• **Work to complete**
Could you return every record below exactly as it is written?
*** Opening Record extracts ***
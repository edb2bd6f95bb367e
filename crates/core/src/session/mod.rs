//! Quiz session state machine: DASHBOARD → LOADING → QUIZ → RESULTS.

mod event;
mod machine;
mod score;
mod state;

pub use event::{
    CHAPTER_QUESTION_COUNT, Effect, GenerationTicket, MOCK_QUESTION_COUNT, QuizEvent, QuizFailure,
    expected_question_count,
};
pub use machine::SessionError;
pub use score::{PassPolicy, ScoreReport, percentage};
pub use state::{QuestionReview, QuizProgress, QuizView, SessionState};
*** Closing Record extracts ***
• **Written answer**
repository edb2bd6f95bb367e
filename crates/core/src/session/mod.rs
//! Quiz session state machine: DASHBOARD → LOADING → QUIZ → RESULTS.

mod event;
mod machine;
mod score;
mod state;

pub use event::{
    CHAPTER_QUESTION_COUNT, Effect, GenerationTicket, MOCK_QUESTION_COUNT, QuizEvent, QuizFailure,
    expected_question_count,
};
pub use machine::SessionError;
pub use score::{PassPolicy, ScoreReport, percentage};
pub use state::{QuestionReview, QuizProgress, QuizView, SessionState};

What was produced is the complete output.